The late March acquisition of DataRPM, a privately held machine learning company by Progress (NASDAQ: PRGS) is part of what the software vendor said was it’s a key component of its platform strategy for delivering “cognitive-first” applications.
Progress acquired DataRPM for $30 million, including $28.3 million paid in cash, and the balance payable to DataRPM’s founders in the form of restricted Progress stock.
Progress, Bedford, Mass., said the acquisition of DataRPM gives it a predictive analytics capability it can use to round its emerging cognitive apps platform. DataRPM’s cognitive capability would be integrated with current front-end application development tooling along with back-end application services and data connectivity, the company said.
Founded in 2012, DataRPM of Redwood City, Calif., offers a cognitive data science platform for developing predictive analytics. The patented platform uses “meta” machine learning and artificial intelligence to automate predictive maintenance used in industrial IoT deployments. The platform leverages meta-learning capabilities to improve predictions about equipment failures. Industrial customers for the prediction platform include automaker Jaguar, Mitsubishi Heavy Industries (TYO: 7011) and South Korean electronics giant Samsung (KRX: 005930).
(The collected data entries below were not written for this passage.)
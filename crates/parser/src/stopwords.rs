/// English stopwords excluded from the page word counter.
const STOPWORDS: &[&str] = &[
    "i", "me", "my", "myself", "we", "our", "ours", "ourselves", "you",
    "you're", "you've", "you'll", "you'd", "your", "yours", "yourself",
    "yourselves", "he", "him", "his", "himself", "she", "she's", "her",
    "hers", "herself", "it", "it's", "its", "itself", "they", "them",
    "their", "theirs", "themselves", "what", "which", "who", "whom", "this",
    "that", "that'll", "these", "those", "am", "is", "are", "was", "were",
    "be", "been", "being", "have", "has", "had", "having", "do", "does",
    "did", "doing", "a", "an", "the", "and", "but", "if", "or", "because",
    "as", "until", "while", "of", "at", "by", "for", "with", "about",
    "against", "between", "into", "through", "during", "before", "after",
    "above", "below", "to", "from", "up", "down", "in", "out", "on", "off",
    "over", "under", "again", "further", "then", "once", "here", "there",
    "when", "where", "why", "how", "all", "any", "both", "each", "few",
    "more", "most", "other", "some", "such", "no", "nor", "not", "only",
    "own", "same", "so", "than", "too", "very", "s", "t", "can", "will",
    "just", "don", "don't", "should", "should've", "now", "d", "ll", "m",
    "o", "re", "ve", "y", "ain", "aren", "aren't", "couldn", "couldn't",
    "didn", "didn't", "doesn", "doesn't", "hadn", "hadn't", "hasn",
    "hasn't", "haven", "haven't", "isn", "isn't", "ma", "mightn",
    "mightn't", "mustn", "mustn't", "needn", "needn't", "shan", "shan't",
    "shouldn", "shouldn't", "wasn", "wasn't", "weren", "weren't", "won",
    "won't", "wouldn", "wouldn't",
];

pub fn is_stopword(word: &str) -> bool {
    STOPWORDS.contains(&word)
}
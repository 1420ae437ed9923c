use std::sync::Arc;

use anyhow::Result;
use tracing::{debug, error, info, warn};

use politecrawl_core::{AppConfig, BadKind, CrawlError, Fetcher, FrontierPort, LimitsConfig};
use politecrawl_fetch::HttpFetcher;
use politecrawl_frontier::{simhash, traps, Frontier};

pub async fn run_crawl(config: AppConfig, restart: bool) -> Result<()> {
    let fetcher: Arc<dyn Fetcher> = Arc::new(HttpFetcher::new(&config)?);
    crawl_with_fetcher(config, restart, fetcher).await
}

/// Construct the frontier, run `threads_count` workers until it drains,
/// then force a final snapshot. Split from [`run_crawl`] so tests can
/// substitute the fetcher.
pub async fn crawl_with_fetcher(
    config: AppConfig,
    restart: bool,
    fetcher: Arc<dyn Fetcher>,
) -> Result<()> {
    let frontier = Arc::new(Frontier::open(&config, restart, Arc::clone(&fetcher)).await?);

    let queued = frontier.queued().await;
    info!(
        workers = config.crawler.threads_count,
        queued, "spawning crawl workers"
    );
    let mut handles = Vec::new();
    for worker_id in 0..config.crawler.threads_count {
        let port: Arc<dyn FrontierPort> = frontier.clone();
        let fetcher = Arc::clone(&fetcher);
        let limits = config.limits.clone();
        handles.push(tokio::spawn(async move {
            worker_loop(worker_id, port, fetcher, limits).await
        }));
    }

    let mut failure = None;
    for handle in handles {
        match handle.await {
            Ok(Ok(())) => {}
            Ok(Err(e)) => {
                error!(error = %e, "worker aborted");
                failure.get_or_insert(e);
            }
            Err(e) => error!(error = %e, "worker panicked"),
        }
    }

    frontier.write_snapshot().await;
    let (total, completed) = frontier.counts().await?;
    info!(total, completed, "crawl finished");

    match failure {
        Some(e) => Err(e.into()),
        None => Ok(()),
    }
}

/// One worker: dequeue, fetch, extract, enqueue outlinks, mark complete.
/// Every per-URL failure is absorbed here; only discovery-index I/O errors
/// escape, because the crawl cannot keep its books without the index.
async fn worker_loop(
    worker_id: usize,
    port: Arc<dyn FrontierPort>,
    fetcher: Arc<dyn Fetcher>,
    limits: LimitsConfig,
) -> Result<(), CrawlError> {
    loop {
        let Some(task) = port.next().await? else {
            info!(worker_id, "frontier is empty, stopping");
            return Ok(());
        };
        let url = task.url;
        let depth = task.depth;

        if depth > limits.max_depth {
            debug!(worker_id, url = %url, depth, "past depth limit");
            port.mark_complete(url.as_str(), depth).await?;
            continue;
        }

        if port.is_bad_similar(&url).await {
            debug!(worker_id, url = %url, "resembles known bad URLs, skipping fetch");
            port.record_bad(&url, BadKind::LowData).await;
            port.mark_complete(url.as_str(), depth).await?;
            continue;
        }

        if traps::is_trap(&url) {
            port.mark_complete(url.as_str(), depth).await?;
            continue;
        }

        let resp = match fetcher.fetch(&url).await {
            Ok(resp) => resp,
            Err(e) => {
                warn!(worker_id, url = %url, error = %e, "fetch failed");
                port.mark_complete(url.as_str(), depth).await?;
                continue;
            }
        };
        info!(worker_id, url = %url, status = resp.status, depth, "downloaded");

        if (300..400).contains(&resp.status) {
            match resp.header("location") {
                Some(location) => {
                    if let Ok(target) = url.join(location) {
                        port.add(target.as_str(), depth).await?;
                    }
                }
                None => warn!(worker_id, url = %url, status = resp.status, "redirect without location"),
            }
            port.mark_complete(url.as_str(), depth).await?;
            continue;
        }

        if resp.status != 200 {
            port.record_bad(&url, BadKind::Error(resp.status)).await;
            port.mark_complete(url.as_str(), depth).await?;
            continue;
        }

        if resp.body.is_empty() || !resp.is_html() {
            port.mark_complete(url.as_str(), depth).await?;
            continue;
        }

        let page = match politecrawl_parser::extract(&url, &resp.body) {
            Ok(page) => page,
            Err(e) => {
                warn!(worker_id, url = %url, error = %e, "extract failed");
                port.mark_complete(url.as_str(), depth).await?;
                continue;
            }
        };

        if page.word_total < limits.min_words {
            debug!(worker_id, url = %url, words = page.word_total, "too little text");
            port.record_bad(&url, BadKind::LowData).await;
            port.mark_complete(url.as_str(), depth).await?;
            continue;
        }

        let fingerprint = simhash::fingerprint(&page.words);
        if port.is_similar_known(fingerprint).await {
            debug!(worker_id, url = %url, "near-duplicate content, dropping outlinks");
            port.mark_complete(url.as_str(), depth).await?;
            continue;
        }
        port.record_fingerprint(fingerprint, url.as_str()).await;
        port.add_words(&page.words).await;

        for outlink in &page.outlinks {
            port.add(outlink, depth + 1).await?;
        }
        port.mark_complete(url.as_str(), depth).await?;
    }
}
The combination of the Progress application platform with DataRPM’s cognitive predictive maintenance tool would hasten development of “cognitive applications across multiple markets,” Sundeep Sanghavi, co-founder and CEO of DataRPM, noted in a statement.
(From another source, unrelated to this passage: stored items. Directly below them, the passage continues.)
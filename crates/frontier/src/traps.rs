use once_cell::sync::Lazy;
use regex::Regex;
use url::Url;

/// Patterns that generate effectively infinite distinct URLs with
/// near-identical content. The check is disjunctive, so order is irrelevant.
static TRAP_PATTERNS: Lazy<Vec<Regex>> = Lazy::new(|| {
    [
        // calendar-style year/month/day path segments
        r"/(19|20)\d{2}/\d{1,2}/\d{1,2}([/?]|$)",
        // session identifiers
        r"(?i)[?&](sessionid|phpsessid|jsessionid|sid)=",
        // state-permuting query keys
        r"(?i)[?&]view=table",
        r"(?i)[?&](action|format|order|sort|filter|limit)=",
        // social-media mirrors living under a path segment
        r"(?i)/(twitter|facebook|instagram|linkedin|youtube|reddit)\.com",
        // large numeric directories
        r"/\d{5,}([/?]|$)",
        // server-script endpoints
        r"(?i)\.(aspx|jsp|cgi)([/?]|$)",
        r"(?i)/cgi-bin/",
    ]
    .iter()
    .map(|p| Regex::new(p).unwrap())
    .collect()
});

const MAX_PATH_LEN: usize = 400;
const MAX_QUERY_PARAMS: usize = 3;

pub fn is_trap(url: &Url) -> bool {
    if url.path().len() > MAX_PATH_LEN {
        return true;
    }
    if url.query_pairs().count() > MAX_QUERY_PARAMS {
        return true;
    }
    let s = url.as_str();
    TRAP_PATTERNS.iter().any(|re| re.is_match(s))
}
The predictive maintenance technology is currently used to detect random and unknown failures using unsupervised and partially supervised machine learning techniques. Unsupervised learning involves presenting a machine presented with unlabeled data. It is instructed to discover underlying patterns such as a clustering structure.
In the case of semi-supervised learning, unlabeled examples are used along with a small amount of labeled data to improve learning accuracy.
DataRPM also touts its approach as addressing the data scientist shortfall by teaching machines to automate analytics by via “meta learning,” or learning from experience and feedback. The resulting automation would eliminate the need for hiring sought-after data scientists.
The startup’s approach also can be scaled across industrial operations to monitor and track a range of machines.
“The combination of application development, data connectivity, and business rules management software with machine learning and predictive analytics makes sense in terms of providing a platform that will enable [independent software vendors] and enterprises to develop operational applications that take advantage of the intelligence being generated by big data and IoT projects,” noted Matt Aslett, research director for data platforms and analytics at 451 Research.